In external remote power control, your servers and machines are plugged in to a smart power bar or smart rack PDU that you can remotely control to turn outlets on or off. In internal remote power control, the machine itself has some form of lights out management that will control the machine's power; for instance, power control over (networked) IPMI, or a serial connection to the management process. External remote power control is much easier to set up and is what we have, but it's not quite as good as internal remote power control overall.
The largest limitation of external remote power control is that it leaves you vulnerable to BIOSes with undesirable power control settings. If you have a machine with its BIOS set to 'when power returns after a power loss, stay turned off', then you can't force reboot the machine with external remote power control; once you turn the power to it off, it won't come back up again until you go in to push its physical power button. The machine has power, but the BIOS has been told to keep it off until you push that button.
(Plain KVM over IP will usually not get you out of this, because the BIOS is not powering up the keyboard and video. Wake on LAN probably would, but if your BIOS is set to keep the power off, you probably didn't set WoL up either.)
Plain external remote power control also doesn't do anything if you have the machine plugged into a UPS (either completely, for all of its power supplies, or partially, with one redundant PSU plugged into a UPS and the other into your smart PDU). If you can remote control outlets on the UPS, you can deal with this, but I'm not sure how many UPSes (even rack ones) support this. I don't believe ours do.
(Our fileservers have dual PSUs with one on a UPS and one on line power this way.)

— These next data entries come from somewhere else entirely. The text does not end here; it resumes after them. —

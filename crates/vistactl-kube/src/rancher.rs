//! Rancher CLI wrapper
//!
//! Cluster login, name resolution, and kubeconfig retrieval go through the
//! `rancher` binary; everything after credential retrieval talks to the
//! Kubernetes API directly.

use serde_json::Value as JsonValue;
use std::path::Path;
use tokio::process::Command;
use tracing::debug;
use url::Url;
use vistactl_core::RancherConfig;

use crate::error::{KubeError, Result};

/// Maximum Levenshtein distance for did-you-mean hints
const MAX_SUGGESTION_DISTANCE: usize = 3;

/// A cluster row from `rancher clusters ls`
#[derive(Debug, Clone, PartialEq, Eq)]
pub struct ClusterEntry {
    pub id: String,
    pub name: String,
}

/// Wrapper around the `rancher` binary
pub struct RancherCli {
    server: Url,
    token: String,
}

impl RancherCli {
    pub fn new(config: &RancherConfig) -> Result<Self> {
        let server = Url::parse(&config.server)
            .map_err(|e| KubeError::InvalidEndpoint(format!("{}: {}", config.server, e)))?;
        if server.scheme() != "https" && server.scheme() != "http" {
            return Err(KubeError::InvalidEndpoint(format!(
                "{}: expected an http(s) URL",
                config.server
            )));
        }

        Ok(Self {
            server,
            token: config.token.clone(),
        })
    }

    /// Run the rancher binary with the given arguments, returning stdout
    async fn run(&self, args: &[&str]) -> Result<String> {
        debug!(args = ?args, "running rancher CLI");

        let output = Command::new("rancher")
            .args(args)
            .output()
            .await
            .map_err(|e| {
                if e.kind() == std::io::ErrorKind::NotFound {
                    KubeError::MissingBinary {
                        binary: "rancher".into(),
                        hint: "install the Rancher CLI from https://github.com/rancher/cli/releases"
                            .into(),
                    }
                } else {
                    KubeError::Io(e)
                }
            })?;

        if !output.status.success() {
            return Err(KubeError::CommandFailed {
                command: format!("rancher {}", args.first().unwrap_or(&"")),
                status: output
                    .status
                    .code()
                    .map(|c| c.to_string())
                    .unwrap_or_else(|| "signal".into()),
                stderr: String::from_utf8_lossy(&output.stderr).trim().to_string(),
            });
        }

        Ok(String::from_utf8_lossy(&output.stdout).into_owned())
    }

    /// Authenticate against the Rancher server
    pub async fn login(&self) -> Result<()> {
        self.run(&["login", self.server.as_str(), "--token", &self.token])
            .await?;
        Ok(())
    }

    /// List clusters known to the Rancher server
    pub async fn list_clusters(&self) -> Result<Vec<ClusterEntry>> {
        let output = self.run(&["clusters", "ls", "--format", "json"]).await?;
        Ok(parse_cluster_list(&output))
    }

    /// Fetch the kubeconfig for a cluster ID
    pub async fn fetch_kubeconfig(&self, cluster_id: &str) -> Result<String> {
        self.run(&["clusters", "kubeconfig", cluster_id]).await
    }
}

/// Parse `rancher clusters ls --format json` output (one JSON object per line)
pub fn parse_cluster_list(output: &str) -> Vec<ClusterEntry> {
    output
        .lines()
        .filter_map(|line| {
            let line = line.trim();
            if line.is_empty() {
                return None;
            }
            let row: JsonValue = serde_json::from_str(line).ok()?;

            let id = row
                .get("ID")
                .or_else(|| row.get("id"))
                .and_then(JsonValue::as_str)?
                .to_string();
            let name = row
                .get("Name")
                .or_else(|| row.pointer("/Cluster/name"))
                .or_else(|| row.pointer("/Cluster/spec/displayName"))
                .and_then(JsonValue::as_str)?
                .to_string();

            Some(ClusterEntry { id, name })
        })
        .collect()
}

/// Resolve a human-given cluster name to a cluster ID
///
/// Exact match only. Zero matches fail with a did-you-mean hint when a
/// close name exists; multiple matches fail as ambiguous.
pub fn resolve_cluster(entries: &[ClusterEntry], name: &str) -> Result<String> {
    let matches: Vec<&ClusterEntry> = entries.iter().filter(|e| e.name == name).collect();

    match matches.as_slice() {
        [one] => Ok(one.id.clone()),
        [] => Err(KubeError::ClusterNotFound {
            name: name.to_string(),
            suggestion: closest_name(entries, name),
        }),
        many => Err(KubeError::ClusterAmbiguous {
            name: name.to_string(),
            matches: many.iter().map(|e| e.id.clone()).collect(),
        }),
    }
}

fn closest_name(entries: &[ClusterEntry], name: &str) -> Option<String> {
    entries
        .iter()
        .map(|e| (strsim::levenshtein(&e.name, name), &e.name))
        .filter(|(d, _)| *d <= MAX_SUGGESTION_DISTANCE)
        .min_by_key(|(d, _)| *d)
        .map(|(_, n)| n.clone())
}

/// Write a retrieved kubeconfig to its target path, creating parent
/// directories. The file is written whole, never patched in place.
pub fn write_kubeconfig(path: &Path, contents: &str) -> Result<()> {
    if let Some(parent) = path.parent() {
        std::fs::create_dir_all(parent)?;
    }
    std::fs::write(path, contents)?;
    Ok(())
}

#[cfg(test)]
mod tests {
    use super::*;

    fn entries() -> Vec<ClusterEntry> {
        vec![
            ClusterEntry {
                id: "c-m-abc123".into(),
                name: "imaging-prod".into(),
            },
            ClusterEntry {
                id: "c-m-def456".into(),
                name: "imaging-dev".into(),
            },
        ]
    }

    #[test]
    fn test_parse_cluster_list() {
        let output = r#"{"ID":"c-m-abc123","Name":"imaging-prod"}
{"ID":"c-m-def456","Name":"imaging-dev"}
"#;
        let parsed = parse_cluster_list(output);
        assert_eq!(parsed, entries());
    }

    #[test]
    fn test_parse_cluster_list_nested_name() {
        let output = r#"{"ID":"c-m-xyz789","Cluster":{"name":"edge"}}"#;
        let parsed = parse_cluster_list(output);
        assert_eq!(parsed.len(), 1);
        assert_eq!(parsed[0].name, "edge");
    }

    #[test]
    fn test_parse_cluster_list_skips_garbage() {
        let output = "not json\n{\"ID\":\"c-1\",\"Name\":\"ok\"}\n";
        assert_eq!(parse_cluster_list(output).len(), 1);
    }

    #[test]
    fn test_resolve_exact_match() {
        let id = resolve_cluster(&entries(), "imaging-prod").unwrap();
        assert_eq!(id, "c-m-abc123");
    }

    #[test]
    fn test_resolve_unknown_suggests_closest() {
        let err = resolve_cluster(&entries(), "imaging-prd").unwrap_err();
        match err {
            KubeError::ClusterNotFound { suggestion, .. } => {
                assert_eq!(suggestion.as_deref(), Some("imaging-prod"));
            }
            other => panic!("unexpected error: {other}"),
        }
    }

    #[test]
    fn test_resolve_unknown_far_name_no_suggestion() {
        let err = resolve_cluster(&entries(), "totally-different").unwrap_err();
        match err {
            KubeError::ClusterNotFound { suggestion, .. } => assert!(suggestion.is_none()),
            other => panic!("unexpected error: {other}"),
        }
    }

    #[test]
    fn test_resolve_ambiguous() {
        let mut dupes = entries();
        dupes.push(ClusterEntry {
            id: "c-m-zzz000".into(),
            name: "imaging-prod".into(),
        });

        let err = resolve_cluster(&dupes, "imaging-prod").unwrap_err();
        assert!(matches!(err, KubeError::ClusterAmbiguous { matches, .. } if matches.len() == 2));
    }

    #[test]
    fn test_write_kubeconfig_creates_parents() {
        let dir = tempfile::tempdir().unwrap();
        let path = dir.path().join("nested").join("kube.yaml");
        write_kubeconfig(&path, "apiVersion: v1\n").unwrap();
        assert_eq!(std::fs::read_to_string(&path).unwrap(), "apiVersion: v1\n");
    }

    #[test]
    fn test_invalid_endpoint_rejected() {
        let cfg = RancherConfig {
            server: "not a url".into(),
            token: "t".into(),
            cluster: "c".into(),
        };
        assert!(RancherCli::new(&cfg).is_err());
    }
}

Internal remote power control deals with both issues because it can directly control the machine's PSUs and will simulate you pushing that front panel power button to overcome BIOS settings. The drawback of having only internal remote power control is that you can't completely cut power to the machine, including to its lights out management processor (you can generally tell the LOM to reboot, but not to turn itself off). So the best of both worlds is to have both smart PDUs and lights out management on your machines.